Subsequently, NOV Norway sought permission from the Singapore courts to enforce the award against KFELS. KFELS resisted and contended that, since the award was made in favour of Hydralift, an entity that ceased to exist, NOV Norway could not enforce the award and any order enforcing the award would be contrary to the arbitral tribunal’s intention. The Court of Appeal disagreed.
The Court of Appeal's decision
In coming to its decision, the Court held the following:
(i) Under Norwegian company law, Hydralift's legal personality survived the merger in 2004 and
NOV Norway is the same legal entity as Hydralift.
(ii) The contract between the parties did not prohibit the transfer of rights from Hydralift to NOV
Norway under the arbitration agreement following the merger in 2004. There was therefore
a binding arbitration agreement between NOV Norway and KFELS when the arbitration was
commenced.
(iii) The Singapore courts have the power to enforce an arbitral award in favour of or against a
party not expressly named in the award when there is a misnomer situation. To refuse to enforce
the award against KFELS would place an "undue emphasis on form even when it is obvious
what the substance of the Award entails". By granting permission to enforce the award, the court
is not interfering with the tribunal's reasoning; it is only accommodating a change of name for a
mistakenly named party at a later stage.
(iv) Although NOV Norway's concealment of the merger was "inexplicable and unsatisfactory",
KFELS would have continued to pursue the arbitration even if it knew that Hydralift had ceased
to exist. KFELS would have simply substituted Hydralift's name with NOV Norway.

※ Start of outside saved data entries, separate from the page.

//! End-to-end tests for the non-interactive `bvault` commands.
//!
//! Commands that prompt for a passphrase are covered by the library tests;
//! these only exercise paths that run without a terminal.

use assert_cmd::Command;
use predicates::prelude::*;
use tempfile::TempDir;

fn bvault(data_dir: &TempDir) -> Command {
    let mut cmd = Command::cargo_bin("bvault").unwrap();
    cmd.env("BVAULT_DATA_DIR", data_dir.path());
    cmd
}

fn sample_results_json() -> &'static str {
    r#"{
        "qualified": [{
            "programId": "snap",
            "programName": "SNAP",
            "programDescription": "Food assistance",
            "jurisdiction": "CA",
            "status": "qualified",
            "confidence": "high",
            "confidenceScore": 0.95,
            "explanation": {
                "reason": "income below threshold",
                "details": [],
                "rulesCited": []
            },
            "requiredDocuments": ["ID card"],
            "nextSteps": [{"step": "apply online", "url": "https://benefits.gov/apply"}],
            "evaluatedAt": "2025-03-01T12:00:00Z",
            "rulesVersion": "2025.1"
        }],
        "likely": [],
        "maybe": [],
        "notQualified": [],
        "totalPrograms": 1,
        "evaluatedAt": "2025-03-01T12:00:00Z"
    }"#
}

#[test]
fn config_shows_paths() {
    let data_dir = TempDir::new().unwrap();

    bvault(&data_dir)
        .arg("config")
        .assert()
        .success()
        .stdout(predicate::str::contains("Settings file:"))
        .stdout(predicate::str::contains("records.json"))
        .stdout(predicate::str::contains("not set"));
}

#[test]
fn lock_status_reports_unset_passphrase() {
    let data_dir = TempDir::new().unwrap();

    bvault(&data_dir)
        .args(["lock", "status"])
        .assert()
        .success()
        .stdout(predicate::str::contains("NOT SET"));
}

#[test]
fn vault_commands_refuse_without_passphrase() {
    let data_dir = TempDir::new().unwrap();

    bvault(&data_dir)
        .args(["vault", "list"])
        .assert()
        .failure()
        .stderr(predicate::str::contains("lock init"));
}

#[test]
fn print_builds_html_document() {
    let data_dir = TempDir::new().unwrap();
    let work = TempDir::new().unwrap();
    let input = work.path().join("results.json");
    let output = work.path().join("results.html");
    std::fs::write(&input, sample_results_json()).unwrap();

    bvault(&data_dir)
        .arg("print")
        .arg(&input)
        .arg(&output)
        .args(["--name", "Alex", "--state", "CA"])
        .assert()
        .success();

    let html = std::fs::read_to_string(&output).unwrap();
    assert!(html.starts_with("<!DOCTYPE html>"));
    assert!(html.contains("SNAP"));
    assert!(html.contains("Prepared for: Alex"));
    assert!(html.contains("https://benefits.gov/apply"));
}

#[test]
fn print_rejects_invalid_results_file() {
    let data_dir = TempDir::new().unwrap();
    let work = TempDir::new().unwrap();
    let input = work.path().join("results.json");
    std::fs::write(&input, "not json").unwrap();

    bvault(&data_dir)
        .arg("print")
        .arg(&input)
        .arg(work.path().join("out.html"))
        .assert()
        .failure()
        .stderr(predicate::str::contains("invalid results file"));
}

#[test]
fn import_missing_file_fails_cleanly() {
    let data_dir = TempDir::new().unwrap();

    bvault(&data_dir)
        .args(["import", "/nonexistent/path.bfx"])
        .assert()
        .failure()
        .stderr(predicate::str::contains("Failed to read"));
}
//! AES-256-GCM authenticated encryption
//!
//! Seals plaintext into a single self-contained string: a fresh random
//! nonce is generated per call, prepended to the ciphertext (which carries
//! the GCM authentication tag), and the whole thing base64-encoded. Opening
//! needs only the key and that one string, which is exactly what the export
//! package format requires.

use aes_gcm::aead::rand_core::RngCore;
use aes_gcm::{
    aead::{Aead, KeyInit, OsRng},
    Aes256Gcm, Nonce,
};
use base64::{engine::general_purpose::STANDARD, Engine};
use serde::{Deserialize, Serialize};

use crate::error::{VaultError, VaultResult};

use super::DerivedKey;

/// Size of the AES-GCM nonce in bytes (96 bits)
const NONCE_SIZE: usize = 12;

/// A sealed blob: base64(nonce || ciphertext || tag).
///
/// Serializes as a bare string, so it drops straight into the package's
/// `encrypted` field and into vault records.
#[derive(Debug, Clone, PartialEq, Eq, Serialize, Deserialize)]
#[serde(transparent)]
pub struct SealedBox(String);

impl SealedBox {
    /// Wrap an already-encoded sealed string (e.g. read from a package file)
    pub fn from_encoded(encoded: impl Into<String>) -> Self {
        Self(encoded.into())
    }

    /// The base64 text form
    pub fn as_str(&self) -> &str {
        &self.0
    }

    fn decode(&self) -> VaultResult<(Vec<u8>, Vec<u8>)> {
        let raw = STANDARD
            .decode(&self.0)
            .map_err(|_| VaultError::Decryption)?;
        // Too short to contain a nonce and a tag: treat as any other
        // authentication failure
        if raw.len() <= NONCE_SIZE {
            return Err(VaultError::Decryption);
        }
        let (nonce, ciphertext) = raw.split_at(NONCE_SIZE);
        Ok((nonce.to_vec(), ciphertext.to_vec()))
    }
}

/// Encrypt plaintext under the given key with a fresh random nonce
pub fn seal(plaintext: &[u8], key: &DerivedKey) -> VaultResult<SealedBox> {
    let cipher = Aes256Gcm::new_from_slice(key.as_bytes())
        .map_err(|e| VaultError::Config(format!("failed to create cipher: {}", e)))?;

    let mut nonce_bytes = [0u8; NONCE_SIZE];
    OsRng.fill_bytes(&mut nonce_bytes);
    let nonce = Nonce::from_slice(&nonce_bytes);

    let ciphertext = cipher
        .encrypt(nonce, plaintext)
        .map_err(|e| VaultError::Config(format!("encryption failed: {}", e)))?;

    let mut raw = Vec::with_capacity(NONCE_SIZE + ciphertext.len());
    raw.extend_from_slice(&nonce_bytes);
    raw.extend_from_slice(&ciphertext);

    Ok(SealedBox(STANDARD.encode(raw)))
}

/// Decrypt a sealed blob.
///
/// Any failure (bad encoding, truncation, wrong key, flipped ciphertext
/// bits) surfaces as the same `VaultError::Decryption` so a caller (or an
/// attacker watching a caller) cannot tell wrong-password from tampering.
pub fn open(sealed: &SealedBox, key: &DerivedKey) -> VaultResult<Vec<u8>> {
    let cipher = Aes256Gcm::new_from_slice(key.as_bytes())
        .map_err(|e| VaultError::Config(format!("failed to create cipher: {}", e)))?;

    let (nonce_bytes, ciphertext) = sealed.decode()?;
    let nonce = Nonce::from_slice(&nonce_bytes);

    cipher
        .decrypt(nonce, ciphertext.as_ref())
        .map_err(|_| VaultError::Decryption)
}

/// Encrypt a string
pub fn seal_string(plaintext: &str, key: &DerivedKey) -> VaultResult<SealedBox> {
    seal(plaintext.as_bytes(), key)
}

/// Decrypt to a string
pub fn open_string(sealed: &SealedBox, key: &DerivedKey) -> VaultResult<String> {
    let plaintext = open(sealed, key)?;
    String::from_utf8(plaintext).map_err(|_| VaultError::Decryption)
}
//! CLI command handlers

pub mod export;
pub mod import;
pub mod lock;
pub mod print;
pub mod vault;

pub use export::{handle_export_command, ExportArgs};
pub use import::{handle_import_command, ImportArgs};
pub use lock::{handle_lock_command, LockCommands};
pub use print::{handle_print_command, PrintArgs};
pub use vault::{handle_vault_command, VaultCommands};
//! benefit-vault - Encrypted storage and portable export for benefit
//! eligibility results
//!
//! This library seals benefit-eligibility result sets with a password so they
//! can be saved locally or handed to another person as a portable package.
//! Keys are derived with Argon2id and payloads are encrypted with
//! AES-256-GCM. All user-visible text is sanitized before it is sealed and
//! again after it is opened.
//!
//! # Architecture
//!
//! The crate is organized into the following modules:
//!
//! - `config`: Configuration and path management
//! - `error`: Custom error types
//! - `crypto`: Key derivation, authenticated encryption, session keys
//! - `models`: Eligibility results and saved record types
//! - `sanitize`: Markup and URL sanitization
//! - `export`: Portable encrypted package format (.bfx)
//! - `print`: Printable HTML document builder
//! - `storage`: Encrypted-at-rest record store
//! - `cli`: Command handlers for the `bvault` binary
//!
//! # Example
//!
//! ```rust,ignore
//! use benefit_vault::export;
//!
//! let package = export::build(&results, "correct horse battery", Default::default())?;
//! let envelope = export::parse(&package, "correct horse battery")?;
//! ```

pub mod cli;
pub mod config;
pub mod crypto;
pub mod error;
pub mod export;
pub mod models;
pub mod print;
pub mod sanitize;
pub mod storage;

pub use error::{VaultError, VaultResult};
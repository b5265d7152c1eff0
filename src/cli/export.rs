//! Export command: seal a result set into a portable `.bfx` package

use clap::Args;
use std::path::PathBuf;

use crate::error::{VaultError, VaultResult};
use crate::export::{self, ExportOptions};
use crate::models::EligibilityResults;

use super::lock::prompt_new_password;

/// Arguments for `bvault export`
#[derive(Args)]
pub struct ExportArgs {
    /// Path to the eligibility results JSON file
    pub input: PathBuf,

    /// Output package path (conventionally with a .bfx extension)
    pub output: PathBuf,

    /// Name to stamp into the export metadata
    #[arg(long)]
    pub name: Option<String>,

    /// State/jurisdiction label for the metadata
    #[arg(long)]
    pub state: Option<String>,

    /// Free-form notes for the metadata
    #[arg(long)]
    pub notes: Option<String>,
}

/// Handle the export command
pub fn handle_export_command(args: ExportArgs) -> VaultResult<()> {
    let results = read_results(&args.input)?;

    println!("Choose a password for this export.");
    let password = prompt_new_password()?;

    let options = ExportOptions {
        user_name: args.name,
        state: args.state,
        notes: args.notes,
        profile_snapshot: None,
    };

    let package = export::build(&results, &password, options)?;
    let json = package.to_json()?;

    std::fs::write(&args.output, json).map_err(|e| {
        VaultError::Io(format!(
            "Failed to write {}: {}",
            args.output.display(),
            e
        ))
    })?;

    println!(
        "Exported {} program(s) to: {}",
        results.total_programs,
        args.output.display()
    );

    Ok(())
}

/// Read and deserialize a results file
pub fn read_results(path: &PathBuf) -> VaultResult<EligibilityResults> {
    let contents = std::fs::read_to_string(path)
        .map_err(|e| VaultError::Io(format!("Failed to read {}: {}", path.display(), e)))?;

    serde_json::from_str(&contents)
        .map_err(|e| VaultError::Validation(format!("invalid results file: {}", e)))
}
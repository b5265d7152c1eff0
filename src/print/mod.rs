//! Print document builder
//!
//! Assembles a self-contained, print-styled HTML document from a result
//! set: totals up front, then one section per program with its
//! explanation, estimated benefit, required documents, and next steps.
//!
//! Every interpolated field is sanitized and then HTML-escaped; next-step
//! links are dropped entirely when URL sanitization rejects them. The
//! caller is expected to hand the output to a non-executing print/PDF
//! pipeline, not a script-capable renderer. Building never fails: missing
//! optional fields and pathological strings render best-effort.

use crate::models::{EligibilityResults, ProgramEligibilityResult};
use crate::sanitize::{sanitize_text, sanitize_url};

/// Optional header context for the printed document
#[derive(Debug, Clone, Default)]
pub struct UserInfo {
    /// Name to show in the document header
    pub name: Option<String>,
    /// State/jurisdiction label for the header
    pub state: Option<String>,
}

const STYLESHEET: &str = "\
body { font-family: Georgia, serif; margin: 2rem; color: #1a1a1a; }\n\
h1 { font-size: 1.6rem; border-bottom: 2px solid #1a1a1a; padding-bottom: 0.3rem; }\n\
h2 { font-size: 1.2rem; margin-top: 1.5rem; }\n\
h3 { font-size: 1rem; margin-bottom: 0.2rem; }\n\
.summary { margin: 1rem 0; padding: 0.8rem; border: 1px solid #999; }\n\
.program { margin: 1.2rem 0; page-break-inside: avoid; }\n\
.jurisdiction { color: #555; font-style: italic; }\n\
.benefit { font-weight: bold; }\n\
ul { margin: 0.3rem 0 0.8rem 1.2rem; }\n\
@media print { body { margin: 0.5in; } }";

/// Build the printable HTML document.
///
/// `user` fills in the header; pass `None` for an anonymous document.
pub fn build_document(results: &EligibilityResults, user: Option<&UserInfo>) -> String {
    let mut doc = String::with_capacity(4096);

    doc.push_str("<!DOCTYPE html>\n<html>\n<head>\n<meta charset=\"utf-8\">\n");
    doc.push_str("<title>Benefit Eligibility Results</title>\n<style>\n");
    doc.push_str(STYLESHEET);
    doc.push_str("\n</style>\n</head>\n<body>\n");

    doc.push_str("<h1>Benefit Eligibility Results</h1>\n");

    if let Some(user) = user {
        if let Some(name) = &user.name {
            doc.push_str(&format!("<p>Prepared for: {}</p>\n", field(name)));
        }
        if let Some(state) = &user.state {
            doc.push_str(&format!("<p>State: {}</p>\n", field(state)));
        }
    }

    doc.push_str(&format!(
        "<p>Evaluated: {}</p>\n",
        results.evaluated_at.format("%B %-d, %Y")
    ));

    doc.push_str("<div class=\"summary\">\n");
    doc.push_str(&format!(
        "<p>{} programs evaluated: {} qualified, {} likely, {} need more information, {} not qualified.</p>\n",
        results.total_programs,
        results.qualified.len(),
        results.likely.len(),
        results.maybe.len(),
        results.not_qualified.len(),
    ));
    doc.push_str("</div>\n");

    push_partition(&mut doc, "Programs You Qualify For", &results.qualified);
    push_partition(&mut doc, "Programs You Likely Qualify For", &results.likely);
    push_partition(&mut doc, "Programs Needing More Information", &results.maybe);
    push_partition(&mut doc, "Programs You Do Not Qualify For", &results.not_qualified);

    doc.push_str("</body>\n</html>\n");
    doc
}

fn push_partition(doc: &mut String, heading: &str, programs: &[ProgramEligibilityResult]) {
    if programs.is_empty() {
        return;
    }

    doc.push_str(&format!("<h2>{}</h2>\n", heading));
    for program in programs {
        push_program(doc, program);
    }
}

fn push_program(doc: &mut String, program: &ProgramEligibilityResult) {
    doc.push_str("<div class=\"program\">\n");
    doc.push_str(&format!("<h3>{}</h3>\n", field(&program.program_name)));

    if !program.jurisdiction.is_empty() {
        doc.push_str(&format!(
            "<p class=\"jurisdiction\">{}</p>\n",
            field(&program.jurisdiction)
        ));
    }

    if !program.program_description.is_empty() {
        doc.push_str(&format!("<p>{}</p>\n", field(&program.program_description)));
    }

    if let Some(benefit) = &program.estimated_benefit {
        doc.push_str(&format!(
            "<p class=\"benefit\">Estimated benefit: ${:.2} {}</p>\n",
            benefit.amount,
            field(&benefit.frequency)
        ));
    }

    if !program.explanation.reason.is_empty() {
        doc.push_str(&format!("<p>Why: {}</p>\n", field(&program.explanation.reason)));
    }
    if !program.explanation.details.is_empty() {
        doc.push_str("<ul>\n");
        for detail in &program.explanation.details {
            doc.push_str(&format!("<li>{}</li>\n", field(detail)));
        }
        doc.push_str("</ul>\n");
    }

    if !program.required_documents.is_empty() {
        doc.push_str("<p>Required documents:</p>\n<ul>\n");
        for document in &program.required_documents {
            doc.push_str(&format!("<li>{}</li>\n", field(document)));
        }
        doc.push_str("</ul>\n");
    }

    if !program.next_steps.is_empty() {
        doc.push_str("<p>Next steps:</p>\n<ul>\n");
        for step in &program.next_steps {
            let text = field(&step.step);
            let safe_url = step.url.as_deref().map(sanitize_url).unwrap_or_default();
            if safe_url.is_empty() {
                doc.push_str(&format!("<li>{}</li>\n", text));
            } else {
                doc.push_str(&format!(
                    "<li><a href=\"{}\">{}</a></li>\n",
                    escape(&safe_url),
                    text
                ));
            }
        }
        doc.push_str("</ul>\n");
    }

    doc.push_str("</div>\n");
}

/// Sanitize then escape one interpolated field
fn field(raw: &str) -> String {
    escape(&sanitize_text(raw))
}

/// Minimal HTML escaping for text and attribute positions
fn escape(text: &str) -> String {
    text.replace('&', "&amp;")
        .replace('<', "&lt;")
        .replace('>', "&gt;")
        .replace('"', "&quot;")
}

#[cfg(test)]
mod tests {
    use super::*;
    use crate::models::{
        EligibilityStatus, EstimatedBenefit, Explanation, NextStep, ProgramEligibilityResult,
    };
    use chrono::Utc;

    fn program(name: &str) -> ProgramEligibilityResult {
        ProgramEligibilityResult {
            program_id: "p1".into(),
            program_name: name.into(),
            program_description: "Food assistance".into(),
            jurisdiction: "CA".into(),
            status: EligibilityStatus::Qualified,
            confidence: "high".into(),
            confidence_score: 0.9,
            explanation: Explanation {
                reason: "income below threshold".into(),
                details: vec!["household of 3".into()],
                rules_cited: vec![],
            },
            estimated_benefit: Some(EstimatedBenefit {
                amount: 1234.56,
                frequency: "monthly".into(),
            }),
            required_documents: vec!["ID card".into()],
            next_steps: vec![NextStep {
                step: "apply online".into(),
                url: Some("https://benefits.gov/apply".into()),
            }],
            evaluated_at: Utc::now(),
            rules_version: "2025.1".into(),
        }
    }

    fn results_with(programs: Vec<ProgramEligibilityResult>) -> EligibilityResults {
        let total = programs.len();
        EligibilityResults {
            qualified: programs,
            likely: vec![],
            maybe: vec![],
            not_qualified: vec![],
            total_programs: total,
            evaluated_at: Utc::now(),
        }
    }

    #[test]
    fn test_document_contains_program_fields() {
        let results = results_with(vec![program("SNAP")]);
        let doc = build_document(&results, None);

        assert!(doc.contains("SNAP"));
        assert!(doc.contains("Food assistance"));
        assert!(doc.contains("$1234.56 monthly"));
        assert!(doc.contains("income below threshold"));
        assert!(doc.contains("ID card"));
        assert!(doc.contains("https://benefits.gov/apply"));
        assert!(doc.contains("<style>"));
    }

    #[test]
    fn test_javascript_url_never_rendered() {
        let mut p = program("SNAP");
        p.next_steps[0].url = Some("javascript:alert(1)".into());
        let results = results_with(vec![p]);

        let doc = build_document(&results, None);
        assert!(!doc.contains("javascript:"));
        assert!(doc.contains("apply online")); // step text still renders
    }

    #[test]
    fn test_markup_in_fields_neutralized() {
        let mut p = program("<script>alert(1)</script>SNAP");
        p.program_description = "<img src=x onerror=alert(1)>desc".into();
        let results = results_with(vec![p]);

        let doc = build_document(&results, None);
        assert!(!doc.contains("<script>"));
        assert!(!doc.contains("<img"));
        assert!(doc.contains("SNAP"));
        assert!(doc.contains("desc"));
    }

    #[test]
    fn test_user_info_rendered_and_escaped() {
        let results = results_with(vec![program("SNAP")]);
        let user = UserInfo {
            name: Some("Alex <admin>".into()),
            state: Some("CA".into()),
        };

        let doc = build_document(&results, Some(&user));
        assert!(doc.contains("Prepared for: Alex"));
        assert!(doc.contains("State: CA"));
        assert!(!doc.contains("<admin>"));
    }

    #[test]
    fn test_empty_results_still_builds() {
        let results = results_with(vec![]);
        let doc = build_document(&results, None);
        assert!(doc.contains("0 programs evaluated"));
        assert!(doc.starts_with("<!DOCTYPE html>"));
        assert!(doc.trim_end().ends_with("</html>"));
    }

    #[test]
    fn test_missing_optionals_render_best_effort() {
        let mut p = program("SNAP");
        p.estimated_benefit = None;
        p.required_documents.clear();
        p.next_steps.clear();
        p.program_description.clear();
        p.jurisdiction.clear();
        let results = results_with(vec![p]);

        let doc = build_document(&results, None);
        assert!(doc.contains("SNAP"));
        assert!(!doc.contains("Estimated benefit"));
        assert!(!doc.contains("Required documents"));
        assert!(!doc.contains("Next steps"));
    }

    #[test]
    fn test_pathological_input_does_not_break_document() {
        let long = "x".repeat(100_000);
        let mut p = program("");
        p.program_name = long.clone();
        p.explanation.reason = "emoji 🎉 and ünïcode".into();
        let results = results_with(vec![p]);

        let doc = build_document(&results, None);
        assert!(doc.contains(&long));
        assert!(doc.contains("ünïcode"));
    }
}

On the other hand, it is interesting to note that the High Court commented that "the predicament in which [NOV Norway] finds itself now is entirely the result of its own extraordinary decision, sustained over 12 years, to impersonate Hydralift both in the arbitration and in the related litigation". While NOV Norway’s concealment of the merger is unclear, this decision is a cautionary tale for parties to ensure that arbitral proceedings are commenced by and against the correct parties. Claimant should conduct company searches on potential respondents before commencing any proceedings.